Sierra’s mega-round: Sierra Space added $550 million in new capital, bringing total funding since 2021 above $2 billion, and framed itself explicitly as a defense-tech space company.

European launch build-out: PLD Space raised €180 million to industrialize its small launcher, Miura-5, and is planning a major new factory site in Elche, Spain.

Industrial-base narrative: Both companies emphasize regional jobs, supply chains and security, aligning their story with government industrial-policy goals.

Space as infrastructure, not novelty: Investors are betting on secure communications, earth observation and military payloads, not tourism.

Sovereign access: Europe is trying to plug the gap left by lost Russian launch services with home-grown rockets, which can shape which constellations and services survive.

Policy-anchored revenue: Government frameworks and defense contracts can give these firms longer-dated, stickier demand than purely commercial launch providers.

Different risk buckets: Upstream launch hardware, in-orbit services and data analytics each have distinct capex, regulation and exit paths.

Backlog quality matters: Look at contract length, cancellation clauses and re-bid risk, not just headline valuation.

Downstream leverage: Launch valuations implicitly assume a pipeline of satellites and services; due diligence should cover that downstream stack as well.

Paradigm broadens mandate: After years as a top crypto specialist with more than $12.6 billion under management, Paradigm is raising a new fund – up to $1.5 billion – that can back AI, robotics and broader frontier tech alongside crypto. 

Rationale for the shift: The firm sees rising overlap between crypto and AI, including agentic payments where AI systems transact autonomously, and wants flexibility to pursue the full stack. 

Tesla narrative pivots to robots: Tesla’s EV revenue fell in 2025 and net income dropped about 46%, but the stock is buoyed by expectations around Optimus robots and autonomous driving, with some forecasts pointing to multi-trillion-dollar valuations by 2027 if those bets land.  

Capital follows the full stack: Paradigm’s move shows that “frontier tech” funds now expect to cover compute, models, hardware robots and underlying financial rails in one vehicle, rather than siloing crypto. 

Physical AI story goes mainstream: Tesla is repositioning itself from an automaker to a robotics and AI platform, with public-market investors increasingly willing to value software and robots ahead of realized cash flows. 

Humanoids as asset class, not gadget: If Optimus or competitors reach meaningful deployment in factories and services, humanoids shift from “cool demo” to long-life productive assets – with capex, depreciation and financing structures to match.

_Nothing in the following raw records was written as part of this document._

//! Logging setup for the engine.
//!
//! Structured one-line JSON to a daily-rolling file, plus a
//! human-readable stdout layer in debug builds. `log` macro calls are
//! bridged into `tracing` so both APIs land in the same sinks.

use log::LevelFilter;
use std::path::PathBuf;
use std::sync::OnceLock;
use tracing_appender::{non_blocking::WorkerGuard, rolling};
use tracing_log::LogTracer;
use tracing_subscriber::{fmt, layer::SubscriberExt, EnvFilter, Layer, Registry};

static LOGGER_READY: OnceLock<()> = OnceLock::new();
static FILE_GUARD: OnceLock<WorkerGuard> = OnceLock::new();

pub fn init_logger(log_dir: PathBuf) -> anyhow::Result<()> {
    if LOGGER_READY.get().is_some() {
        return Ok(());
    }

    std::fs::create_dir_all(&log_dir)?;

    // Forward log-crate records into tracing
    let _ = LogTracer::builder()
        .with_max_level(LevelFilter::Trace)
        .init();

    // Daily-rolling file appender
    let file_appender = rolling::daily(&log_dir, "kindling-engine.log");
    let (non_blocking, guard) = tracing_appender::non_blocking(file_appender);
    let _ = FILE_GUARD.set(guard);

    // JSON layer: one-line records to the file
    let json_layer = fmt::layer()
        .with_writer(non_blocking)
        .json()
        .with_current_span(false)
        .with_span_list(false)
        .with_file(true)
        .with_line_number(true)
        .with_target(true)
        .with_timer(fmt::time::ChronoLocal::new(
            "%Y-%m-%dT%H:%M:%S%.3f%:z".to_string(),
        ))
        .with_filter(env_filter("info"));

    // Human-readable layer: stdout, debug builds only
    let stdout_layer = if cfg!(debug_assertions) {
        Some(
            fmt::layer()
                .with_target(true)
                .with_ansi(true)
                .with_timer(fmt::time::ChronoLocal::new(
                    "%Y-%m-%d %H:%M:%S%.3f".to_string(),
                ))
                .with_filter(env_filter("debug")),
        )
    } else {
        None
    };

    let subscriber = Registry::default().with(json_layer).with(stdout_layer);

    tracing::subscriber::set_global_default(subscriber)
        .map_err(|e| anyhow::anyhow!("Failed to set global subscriber: {}", e))?;

    let _ = LOGGER_READY.set(());

    tracing::info!(
        target: "kindling::logging",
        log_dir = %log_dir.display(),
        version = env!("CARGO_PKG_VERSION"),
        profile = if cfg!(debug_assertions) { "Debug" } else { "Release" },
        "Logger initialized"
    );

    Ok(())
}

fn env_filter(default: &str) -> EnvFilter {
    EnvFilter::try_from_default_env().unwrap_or_else(|_| EnvFilter::new(default))
}
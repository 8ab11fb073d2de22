use async_trait::async_trait;
use chrono::{DateTime, Utc};
use sqlx::{FromRow, SqlitePool};
use std::str::FromStr;
use std::sync::Arc;

use crate::persistence::{ResultExt, SqliteRepositoryBase};
use kindling_domain::reward::{AppendOutcome, LedgerEntry, RewardLedger, RewardType};
use kindling_domain::shared::{DomainError, LedgerEntryId, UserId};

#[derive(FromRow)]
struct LedgerRow {
    id: String,
    user_id: String,
    amount: i64,
    entry_type: String,
    idempotency_key: Option<String>,
    related_id: Option<String>,
    description: String,
    created_at: DateTime<Utc>,
}

impl LedgerRow {
    fn into_entry(self) -> Result<LedgerEntry, DomainError> {
        Ok(LedgerEntry::restore(
            LedgerEntryId::from_string(&self.id),
            UserId::from_string(&self.user_id),
            self.amount,
            RewardType::from_str(&self.entry_type)?,
            self.idempotency_key,
            self.related_id,
            self.description,
            self.created_at,
        ))
    }
}

const SELECT_COLUMNS: &str =
    "id, user_id, amount, entry_type, idempotency_key, related_id, description, created_at";

pub struct SqliteRewardLedger {
    base: SqliteRepositoryBase,
}

impl SqliteRewardLedger {
    pub fn new(pool: Arc<SqlitePool>) -> Self {
        Self {
            base: SqliteRepositoryBase::new(pool),
        }
    }

    async fn find_by_key(
        &self,
        user_id: &UserId,
        idempotency_key: &str,
    ) -> Result<Option<LedgerEntry>, DomainError> {
        let query = format!(
            "SELECT {} FROM reward_ledger WHERE user_id = ?1 AND idempotency_key = ?2",
            SELECT_COLUMNS
        );

        let row: Option<LedgerRow> = self
            .base
            .fetch_optional(
                sqlx::query_as(&query)
                    .bind(user_id.as_str())
                    .bind(idempotency_key),
                "Find ledger entry by idempotency key",
            )
            .await?;

        row.map(|r| r.into_entry()).transpose()
    }
}

#[async_trait]
impl RewardLedger for SqliteRewardLedger {
    async fn append(&self, entry: &LedgerEntry) -> Result<AppendOutcome, DomainError> {
        // The unique index on (user_id, idempotency_key) makes this a
        // single atomic statement; concurrent appends with the same key
        // leave exactly one row.
        let query = r#"
            INSERT INTO reward_ledger (
                id, user_id, amount, entry_type, idempotency_key,
                related_id, description, created_at
            )
            VALUES (?1, ?2, ?3, ?4, ?5, ?6, ?7, ?8)
            ON CONFLICT(user_id, idempotency_key) DO NOTHING
        "#;

        let result = self
            .base
            .execute(
                sqlx::query(query)
                    .bind(entry.id().as_str())
                    .bind(entry.user_id().as_str())
                    .bind(entry.amount())
                    .bind(entry.entry_type().as_str())
                    .bind(entry.idempotency_key())
                    .bind(entry.related_id())
                    .bind(entry.description())
                    .bind(entry.created_at()),
                "Append ledger entry",
            )
            .await?;

        if result.rows_affected() > 0 {
            return Ok(AppendOutcome::Created(entry.clone()));
        }

        let key = entry.idempotency_key().ok_or_else(|| {
            DomainError::Repository(
                "Keyless ledger append affected no rows".to_string(),
            )
        })?;

        let existing = self.find_by_key(entry.user_id(), key).await?.ok_or_else(|| {
            DomainError::Repository(format!(
                "Ledger entry vanished after conflict on key {}",
                key
            ))
        })?;

        Ok(AppendOutcome::Duplicate(existing))
    }

    async fn balance(&self, user_id: &UserId) -> Result<i64, DomainError> {
        let query = "SELECT COALESCE(SUM(amount), 0) FROM reward_ledger WHERE user_id = ?1";

        sqlx::query_scalar(query)
            .bind(user_id.as_str())
            .fetch_one(self.base.pool())
            .await
            .map_repo_error("Sum ledger balance")
    }

    async fn find_recent(
        &self,
        user_id: &UserId,
        limit: u32,
    ) -> Result<Vec<LedgerEntry>, DomainError> {
        let query = format!(
            "SELECT {} FROM reward_ledger WHERE user_id = ?1 ORDER BY created_at DESC LIMIT ?2",
            SELECT_COLUMNS
        );

        let rows: Vec<LedgerRow> = self
            .base
            .fetch_all(
                sqlx::query_as(&query)
                    .bind(user_id.as_str())
                    .bind(limit as i64),
                "Find recent ledger entries",
            )
            .await?;

        rows.into_iter().map(|r| r.into_entry()).collect()
    }
}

Check mandate drift: For LPs in “crypto” funds, this is a moment to revisit fund documents and exposure maps – what exactly counts as core, and how does that change risk?

Separate narrative from evidence: Tesla’s humanoid and robotaxi stories are still largely pre-revenue and pre-scale; useful questions are about trial hours, safety record and unit economics rather than price targets. 

Watch second-order deal flow: Expect more crossover deals where AI, robotics, crypto rails and industrial automation show up in the same cap table – making ecosystem maps more important than single-company views.